A thorough SEO audit for a typical med spa website (20-80 pages) takes 4-8 hours to complete properly. This includes running the technical crawl, reviewing Search Console data, auditing every service page’s on-page elements, checking GBP and local citations, and reviewing the backlink profile. Rushing the audit produces a surface-level report that misses the issues that matter most.
What is the most common SEO problem on med spa websites?
Thin or missing treatment pages is the most common and most damaging content problem. Having one combined “Injectables” page instead of dedicated pages for Botox, lip filler, cheek filler, and other treatments means your site can’t rank for the specific treatment queries that drive high-intent search traffic. Creating dedicated, substantial pages for your top treatments is the highest-impact content change most med spas can make.
Do I need to hire someone to do a med spa SEO audit?
You can do a basic audit yourself using the free tools listed above: Google Search Console, PageSpeed Insights, Screaming Frog, and WAVE. However, interpreting the findings and prioritizing fixes correctly requires experience with both technical SEO and med spa marketing. A professional audit identifies not just what’s broken but what combination of fixes will produce the fastest ranking improvements given your specific situation and competitive market.
How often should a med spa do an SEO audit?
A full audit annually is the right cadence for most practices. In between, monitor Google Search Console monthly for new crawl errors, ranking changes, and Core Web Vitals issues. A significant website redesign or platform migration warrants an immediate audit regardless of timing, as these changes frequently introduce new technical problems.
Will fixing SEO issues immediately improve my Google rankings?

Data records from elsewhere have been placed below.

//! Host-facing event and message channels

use std::sync::Mutex;
use tokio::sync::mpsc::UnboundedSender;
use tracing::warn;

use crate::models::HostEvent;

/// Receives one event per completed property check
pub trait EventSink: Send + Sync {
    fn handle(&self, event: HostEvent);

    /// Human-readable report line for the same check
    fn log(&self, _line: &str) {}
}

/// Sink that keeps every event in memory
#[derive(Debug, Default)]
pub struct CollectingSink {
    events: Mutex<Vec<HostEvent>>,
    lines: Mutex<Vec<String>>,
}

impl CollectingSink {
    pub fn new() -> Self {
        Self::default()
    }

    pub fn events(&self) -> Vec<HostEvent> {
        self.events.lock().map(|e| e.clone()).unwrap_or_default()
    }

    pub fn lines(&self) -> Vec<String> {
        self.lines.lock().map(|l| l.clone()).unwrap_or_default()
    }
}

impl EventSink for CollectingSink {
    fn handle(&self, event: HostEvent) {
        if let Ok(mut events) = self.events.lock() {
            events.push(event);
        }
    }

    fn log(&self, line: &str) {
        if let Ok(mut lines) = self.lines.lock() {
            lines.push(line.to_string());
        }
    }
}

/// Forwards events to an async consumer
impl EventSink for UnboundedSender<HostEvent> {
    fn handle(&self, event: HostEvent) {
        if self.send(event).is_err() {
            warn!("Event receiver dropped; event discarded");
        }
    }
}

/// Delivers runner messages from a worker to the coordinator
pub trait MessageChannel: Send + Sync {
    fn send(&self, message: String);
}

impl MessageChannel for UnboundedSender<String> {
    fn send(&self, message: String) {
        if UnboundedSender::send(self, message).is_err() {
            warn!("Coordinator channel closed; message discarded");
        }
    }
}

impl MessageChannel for Mutex<Vec<String>> {
    fn send(&self, message: String) {
        if let Ok(mut messages) = self.lock() {
            messages.push(message);
        }
    }
}
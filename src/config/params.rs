//! Checker parameters
//!
//! Parses the single-dash arguments forwarded by the host into the tunables
//! handed to the checking engine.

use clap::Parser;
use serde::{Deserialize, Serialize};
use thiserror::Error;

/// Configuration errors, fatal to session construction
#[derive(Error, Debug, PartialEq)]
pub enum ConfigError {
    #[error("Invalid checker arguments: {0}")]
    InvalidArguments(String),

    #[error("Invalid value for {field}: {reason}")]
    InvalidValue { field: &'static str, reason: String },
}

/// Tunables for one checking session
#[derive(Clone, Debug, PartialEq, Serialize, Deserialize)]
#[serde(default)]
pub struct CheckParams {
    /// Successful trials required before a property passes
    pub min_successful_tests: u32,

    /// Discarded trials allowed per required success
    pub max_discard_ratio: f32,

    /// Size of the first trial
    pub min_size: u32,

    /// Size reached by the last trial
    pub max_size: u32,

    /// Units checked concurrently
    pub workers: usize,

    /// Detail level of rendered report lines
    pub verbosity: u8,

    /// Fixed seed for reproducible runs
    pub seed: Option<u64>,
}

impl Default for CheckParams {
    fn default() -> Self {
        Self {
            min_successful_tests: 100,
            max_discard_ratio: 5.0,
            min_size: 0,
            max_size: 100,
            workers: 1,
            verbosity: 0,
            seed: None,
        }
    }
}

impl CheckParams {
    /// Build parameters from host-forwarded arguments on top of the defaults
    pub fn from_args<S: AsRef<str>>(args: &[S]) -> Result<Self, ConfigError> {
        let parsed = CheckerArgs::parse_args(args)?;
        let params = Self::default().with_args(&parsed);
        params.validate()?;
        Ok(params)
    }

    /// Overlay explicitly given arguments
    pub fn with_args(mut self, args: &CheckerArgs) -> Self {
        if let Some(n) = args.min_successful_tests {
            self.min_successful_tests = n;
        }
        if let Some(ratio) = args.max_discard_ratio {
            self.max_discard_ratio = ratio;
        }
        if let Some(size) = args.min_size {
            self.min_size = size;
        }
        if let Some(size) = args.max_size {
            self.max_size = size;
        }
        if let Some(workers) = args.workers {
            self.workers = workers;
        }
        if let Some(verbosity) = args.verbosity {
            self.verbosity = verbosity;
        }
        if args.seed.is_some() {
            self.seed = args.seed;
        }
        self
    }

    pub fn validate(&self) -> Result<(), ConfigError> {
        if self.max_size < self.min_size {
            return Err(ConfigError::InvalidValue {
                field: "maxSize",
                reason: format!("{} is below minSize {}", self.max_size, self.min_size),
            });
        }
        if self.workers == 0 {
            return Err(ConfigError::InvalidValue {
                field: "workers",
                reason: "must be at least 1".to_string(),
            });
        }
        if !self.max_discard_ratio.is_finite() || self.max_discard_ratio < 0.0 {
            return Err(ConfigError::InvalidValue {
                field: "maxDiscardRatio",
                reason: format!("{} is not a non-negative number", self.max_discard_ratio),
            });
        }
        Ok(())
    }

    /// Trial size after `completed` trials, ramping from min to max size
    pub fn size_for(&self, completed: u32) -> u32 {
        if self.min_successful_tests == 0 {
            return self.min_size;
        }
        let span = u64::from(self.max_size.saturating_sub(self.min_size));
        let step = span * u64::from(completed.min(self.min_successful_tests))
            / u64::from(self.min_successful_tests);
        self.min_size + step as u32
    }

    /// Discards tolerated before a run is declared exhausted
    pub fn max_discarded(&self) -> u32 {
        (self.min_successful_tests as f32 * self.max_discard_ratio) as u32
    }
}

/// Arguments recognised on the host's framework argument list
#[derive(Parser, Debug, Default, Clone, PartialEq)]
#[command(
    name = "checker",
    no_binary_name = true,
    disable_help_flag = true,
    disable_version_flag = true
)]
pub struct CheckerArgs {
    #[arg(long = "minSuccessfulTests", short = 's')]
    pub min_successful_tests: Option<u32>,

    #[arg(long = "maxDiscardRatio")]
    pub max_discard_ratio: Option<f32>,

    #[arg(long = "minSize")]
    pub min_size: Option<u32>,

    #[arg(long = "maxSize")]
    pub max_size: Option<u32>,

    #[arg(long = "workers", short = 'w')]
    pub workers: Option<usize>,

    #[arg(long = "verbosity", short = 'v')]
    pub verbosity: Option<u8>,

    #[arg(long = "seed")]
    pub seed: Option<u64>,
}

impl CheckerArgs {
    /// Parse single-dash style arguments such as `-minSuccessfulTests 50`
    pub fn parse_args<S: AsRef<str>>(args: &[S]) -> Result<Self, ConfigError> {
        let normalized = args.iter().map(|a| normalize_flag(a.as_ref()));
        Self::try_parse_from(normalized).map_err(|e| {
            ConfigError::InvalidArguments(e.render().to_string().trim().to_string())
        })
    }
}

/// `-name` becomes `--name`; short flags, values and `--name` pass through
fn normalize_flag(arg: &str) -> String {
    let is_long_single_dash = arg.len() > 2
        && arg.starts_with('-')
        && !arg.starts_with("--")
        && arg[1..].chars().next().is_some_and(|c| c.is_ascii_alphabetic());

    if is_long_single_dash {
        format!("-{arg}")
    } else {
        arg.to_string()
    }
}
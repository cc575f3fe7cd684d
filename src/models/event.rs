//! Events reported to the host

use serde::{Deserialize, Serialize};
use std::fmt;
use std::time::Duration;

/// The host's finite status vocabulary
#[derive(Clone, Copy, Debug, PartialEq, Eq, Hash, Serialize, Deserialize)]
#[serde(rename_all = "lowercase")]
pub enum HostStatus {
    Success,
    Failure,
    Error,
    Skipped,
}

impl HostStatus {
    pub fn symbol(&self) -> &'static str {
        match self {
            HostStatus::Success => "+",
            HostStatus::Failure => "!",
            HostStatus::Error => "x",
            HostStatus::Skipped => "-",
        }
    }

    pub fn is_success(&self) -> bool {
        matches!(self, HostStatus::Success)
    }
}

impl fmt::Display for HostStatus {
    fn fmt(&self, f: &mut fmt::Formatter<'_>) -> fmt::Result {
        match self {
            HostStatus::Success => write!(f, "SUCCESS"),
            HostStatus::Failure => write!(f, "FAILURE"),
            HostStatus::Error => write!(f, "ERROR"),
            HostStatus::Skipped => write!(f, "SKIPPED"),
        }
    }
}

/// Outcome of one property check, as delivered to the host
#[derive(Clone, Debug, PartialEq, Eq, Serialize, Deserialize)]
pub struct HostEvent {
    pub subject_name: String,
    pub selector_name: String,
    pub status: HostStatus,
    pub cause: Option<String>,
    /// Checks are not timed; always `None`
    pub duration: Option<Duration>,
}

impl HostEvent {
    pub fn new(
        subject_name: impl Into<String>,
        selector_name: impl Into<String>,
        status: HostStatus,
    ) -> Self {
        Self {
            subject_name: subject_name.into(),
            selector_name: selector_name.into(),
            status,
            cause: None,
            duration: None,
        }
    }

    pub fn with_cause(mut self, cause: impl Into<String>) -> Self {
        self.cause = Some(cause.into());
        self
    }

    /// Name shown to users: the selector if present, otherwise the subject
    pub fn display_name(&self) -> &str {
        if self.selector_name.is_empty() {
            &self.subject_name
        } else {
            &self.selector_name
        }
    }
}

impl fmt::Display for HostEvent {
    fn fmt(&self, f: &mut fmt::Formatter<'_>) -> fmt::Result {
        write!(f, "{} {}", self.status.symbol(), self.display_name())?;
        if let Some(cause) = &self.cause {
            write!(f, " - {cause}")?;
        }
        Ok(())
    }
}

#[cfg(test)]
mod tests {
    use super::*;

    #[test]
    fn test_display_name_falls_back_to_subject() {
        let lone = HostEvent::new("demo.Lone", "", HostStatus::Success);
        assert_eq!(lone.display_name(), "demo.Lone");

        let named = HostEvent::new("demo.Props", "reverse", HostStatus::Failure);
        assert_eq!(named.display_name(), "reverse");
    }

    #[test]
    fn test_event_display() {
        let event = HostEvent::new("demo.Props", "a", HostStatus::Error).with_cause("boom");
        assert_eq!(event.to_string(), "x a - boom");
        assert!(event.duration.is_none());
    }
}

Some fixes produce fast results. Correcting a robots.txt that was blocking important pages can restore rankings within days of Google recrawling. Fixing title tags and H1s shows results within 2-4 weeks. Content additions and local SEO improvements take 1-6 months to show significant ranking changes. Technical fixes are usually faster to impact rankings than content and authority-building work, which is why technical issues come first in the priority framework.